■ **Collected data entries**
__________
//! Quick action buttons on the customer dashboard.

use yew::prelude::*;
use yew_router::prelude::*;

use crate::app::Route;

fn coming_soon(feature: &str) {
    if let Some(window) = web_sys::window() {
        let _ = window.alert_with_message(&format!("{feature} feature coming soon!"));
    }
}

#[function_component(QuickActions)]
pub fn quick_actions() -> Html {
    let navigator = use_navigator();

    let on_transfer = Callback::from(move |_: MouseEvent| {
        if let Some(navigator) = &navigator {
            navigator.push(&Route::Transfers);
        }
    });
    let on_add_money = Callback::from(|_: MouseEvent| coming_soon("Add money"));
    let on_pay_bills = Callback::from(|_: MouseEvent| coming_soon("Bill payment"));

    let action_class = "flex flex-col items-center gap-2 p-4 bg-white border border-gray-200 \
                        rounded-lg hover:border-blue-300 hover:shadow-sm transition-all";

    html! {
        <div class="grid grid-cols-2 md:grid-cols-4 gap-4">
            <button onclick={on_transfer} class={action_class}>
                <span class="text-2xl">{"↗"}</span>
                <span class="text-sm font-medium text-gray-700">{"Transfer Money"}</span>
            </button>
            <button onclick={on_add_money} class={action_class}>
                <span class="text-2xl">{"＋"}</span>
                <span class="text-sm font-medium text-gray-700">{"Add Money"}</span>
            </button>
            <button onclick={on_pay_bills} class={action_class}>
                <span class="text-2xl">{"⌁"}</span>
                <span class="text-sm font-medium text-gray-700">{"Pay Bills"}</span>
            </button>
            <a href="#open-account" class={action_class}>
                <span class="text-2xl">{"◎"}</span>
                <span class="text-sm font-medium text-gray-700">{"New Account"}</span>
            </a>
        </div>
    }
}
//! Client-side validation for the registration form.
//!
//! Mirrors the auth service's own rules so most mistakes are caught before a
//! round trip; the server remains authoritative.

use std::collections::BTreeMap;

use nexabank_http::types::RegisterRequest;

/// Raw form state, bound field-by-field to the inputs.
#[derive(Debug, Clone, Default, PartialEq)]
pub struct RegisterForm {
    pub email: String,
    pub password: String,
    pub confirm_password: String,
    pub first_name: String,
    pub last_name: String,
    pub phone_number: String,
    pub date_of_birth: String,
    pub address: String,
    pub city: String,
    pub state: String,
    pub country: String,
    pub postal_code: String,
    pub aadhar_number: String,
    pub pan_number: String,
}

impl RegisterForm {
    /// Convert to the wire request, mapping empty optional fields to `None`.
    pub fn to_request(&self) -> RegisterRequest {
        let optional = |value: &str| {
            let value = value.trim();
            (!value.is_empty()).then(|| value.to_string())
        };

        RegisterRequest {
            email: self.email.trim().to_string(),
            password: self.password.clone(),
            first_name: self.first_name.trim().to_string(),
            last_name: self.last_name.trim().to_string(),
            phone_number: self.phone_number.trim().to_string(),
            date_of_birth: optional(&self.date_of_birth),
            address: optional(&self.address),
            city: optional(&self.city),
            state: optional(&self.state),
            country: optional(&self.country),
            postal_code: optional(&self.postal_code),
            aadhar_number: optional(&self.aadhar_number),
            pan_number: optional(&self.pan_number),
            user_type: None,
        }
    }
}

/// Validate the form, returning messages keyed by field id. Empty map means
/// the form may be submitted.
pub fn validate(form: &RegisterForm) -> BTreeMap<&'static str, &'static str> {
    let mut errors = BTreeMap::new();

    let email = form.email.trim();
    if email.is_empty() {
        errors.insert("email", "Email is required");
    } else if email.len() > 100 || !looks_like_email(email) {
        errors.insert("email", "Please enter a valid email address");
    }

    if form.password.len() < 8 || form.password.len() > 128 {
        errors.insert("password", "Password must be 8-128 characters");
    } else if !is_strong_password(&form.password) {
        errors.insert(
            "password",
            "Password must contain an uppercase letter, a lowercase letter, a number, and a special character",
        );
    }

    if form.confirm_password != form.password {
        errors.insert("confirmPassword", "Passwords don't match");
    }

    if !is_person_name(form.first_name.trim()) {
        errors.insert(
            "firstName",
            "First name must be 2-50 letters, spaces, hyphens, or apostrophes",
        );
    }
    if !is_person_name(form.last_name.trim()) {
        errors.insert(
            "lastName",
            "Last name must be 2-50 letters, spaces, hyphens, or apostrophes",
        );
    }

    if !is_phone_number(form.phone_number.trim()) {
        errors.insert(
            "phoneNumber",
            "Phone number must be exactly 10 digits starting with 6, 7, 8, or 9",
        );
    }

    let dob = form.date_of_birth.trim();
    if dob.is_empty() {
        errors.insert("dateOfBirth", "Date of birth is required");
    } else if !is_iso_date(dob) {
        errors.insert("dateOfBirth", "Date of birth must be in YYYY-MM-DD format");
    }

    if form.address.trim().len() > 200 {
        errors.insert("address", "Address cannot exceed 200 characters");
    }
    let city = form.city.trim();
    if !city.is_empty() && !is_place_name(city) {
        errors.insert(
            "city",
            "City can only contain letters, spaces, hyphens, and apostrophes",
        );
    }
    let state = form.state.trim();
    if !state.is_empty() && !is_place_name(state) {
        errors.insert(
            "state",
            "State can only contain letters, spaces, hyphens, and apostrophes",
        );
    }

    let postal = form.postal_code.trim();
    if !postal.is_empty() && !is_postal_code(postal) {
        errors.insert(
            "postalCode",
            "Postal code must be exactly 6 digits and cannot start with 0",
        );
    }

    let aadhar = form.aadhar_number.trim();
    if !aadhar.is_empty() && !is_aadhar(aadhar) {
        errors.insert(
            "aadharNumber",
            "Aadhar number must be exactly 12 digits and cannot start with 0 or 1",
        );
    }

    let pan = form.pan_number.trim();
    if !pan.is_empty() && !is_pan(pan) {
        errors.insert("panNumber", "PAN number must follow format: AAAAA9999A");
    }

    errors
}

fn looks_like_email(value: &str) -> bool {
    let Some((local, domain)) = value.split_once('@') else {
        return false;
    };
    !local.is_empty() && domain.contains('.') && !domain.starts_with('.') && !domain.ends_with('.')
}

fn is_strong_password(value: &str) -> bool {
    const SPECIALS: &str = "!@#$%^&*()_+-=[]{};':\"\\|,.<>/?";
    value.chars().any(|c| c.is_ascii_lowercase())
        && value.chars().any(|c| c.is_ascii_uppercase())
        && value.chars().any(|c| c.is_ascii_digit())
        && value.chars().any(|c| SPECIALS.contains(c))
}

fn is_person_name(value: &str) -> bool {
    (2..=50).contains(&value.len())
        && value
            .chars()
            .all(|c| c.is_ascii_alphabetic() || matches!(c, ' ' | '\'' | '-'))
}

fn is_place_name(value: &str) -> bool {
    value.len() <= 50
        && value
            .chars()
            .all(|c| c.is_ascii_alphabetic() || matches!(c, ' ' | '\'' | '-'))
}

fn is_phone_number(value: &str) -> bool {
    value.len() == 10
        && value.chars().all(|c| c.is_ascii_digit())
        && matches!(value.as_bytes()[0], b'6'..=b'9')
}

fn is_iso_date(value: &str) -> bool {
    let bytes = value.as_bytes();
    bytes.len() == 10
        && bytes[4] == b'-'
        && bytes[7] == b'-'
        && bytes
            .iter()
            .enumerate()
            .all(|(i, b)| matches!(i, 4 | 7) || b.is_ascii_digit())
}

fn is_postal_code(value: &str) -> bool {
    value.len() == 6
        && value.chars().all(|c| c.is_ascii_digit())
        && !value.starts_with('0')
}

fn is_aadhar(value: &str) -> bool {
    value.len() == 12
        && value.chars().all(|c| c.is_ascii_digit())
        && matches!(value.as_bytes()[0], b'2'..=b'9')
}

fn is_pan(value: &str) -> bool {
    let bytes = value.as_bytes();
    bytes.len() == 10
        && bytes[..5].iter().all(u8::is_ascii_uppercase)
        && bytes[5..9].iter().all(u8::is_ascii_digit)
        && bytes[9].is_ascii_uppercase()
}

#[cfg(test)]
mod tests {
    use super::*;

    fn valid_form() -> RegisterForm {
        RegisterForm {
            email: "ada@nexabank.test".into(),
            password: "Str0ng!pass".into(),
            confirm_password: "Str0ng!pass".into(),
            first_name: "Ada".into(),
            last_name: "Lovelace".into(),
            phone_number: "9876543210".into(),
            date_of_birth: "1990-12-10".into(),
            ..RegisterForm::default()
        }
    }

    #[test]
    fn valid_form_has_no_errors() {
        assert!(validate(&valid_form()).is_empty());
    }

    #[test]
    fn required_fields_are_enforced() {
        let errors = validate(&RegisterForm::default());
        for field in ["email", "password", "firstName", "lastName", "phoneNumber", "dateOfBirth"] {
            assert!(errors.contains_key(field), "missing error for {field}");
        }
    }

    #[test]
    fn password_rules() {
        let mut form = valid_form();
        form.password = "weakpass".into();
        form.confirm_password = form.password.clone();
        assert!(validate(&form).contains_key("password"));

        form.password = "Str0ng!pass".into();
        form.confirm_password = "Different1!".into();
        assert!(validate(&form).contains_key("confirmPassword"));
    }

    #[test]
    fn phone_number_shape() {
        let mut form = valid_form();
        for bad in ["12345", "1234567890", "98765432101", "98765abc10"] {
            form.phone_number = bad.into();
            assert!(validate(&form).contains_key("phoneNumber"), "{bad} accepted");
        }
    }

    #[test]
    fn optional_document_numbers_validate_only_when_present() {
        let mut form = valid_form();
        assert!(validate(&form).is_empty());

        form.postal_code = "012345".into();
        form.aadhar_number = "123456789012".into();
        form.pan_number = "abcde1234f".into();
        let errors = validate(&form);
        assert!(errors.contains_key("postalCode"));
        assert!(errors.contains_key("aadharNumber"));
        assert!(errors.contains_key("panNumber"));

        form.postal_code = "560001".into();
        form.aadhar_number = "234567890123".into();
        form.pan_number = "ABCDE1234F".into();
        assert!(validate(&form).is_empty());
    }

    #[test]
    fn empty_optionals_become_none_on_the_wire() {
        let request = valid_form().to_request();
        assert_eq!(request.address, None);
        assert_eq!(request.pan_number, None);
        assert_eq!(request.date_of_birth.as_deref(), Some("1990-12-10"));
    }
}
__________
■ **Work required**
Taking the records from the top, repeat each line exactly until you have repeated the line that contains "if let Some(window)".

■ **Result of this task**
//! Quick action buttons on the customer dashboard.

use yew::prelude::*;
use yew_router::prelude::*;

use crate::app::Route;

fn coming_soon(feature: &str) {
    if let Some(window) = web_sys::window() {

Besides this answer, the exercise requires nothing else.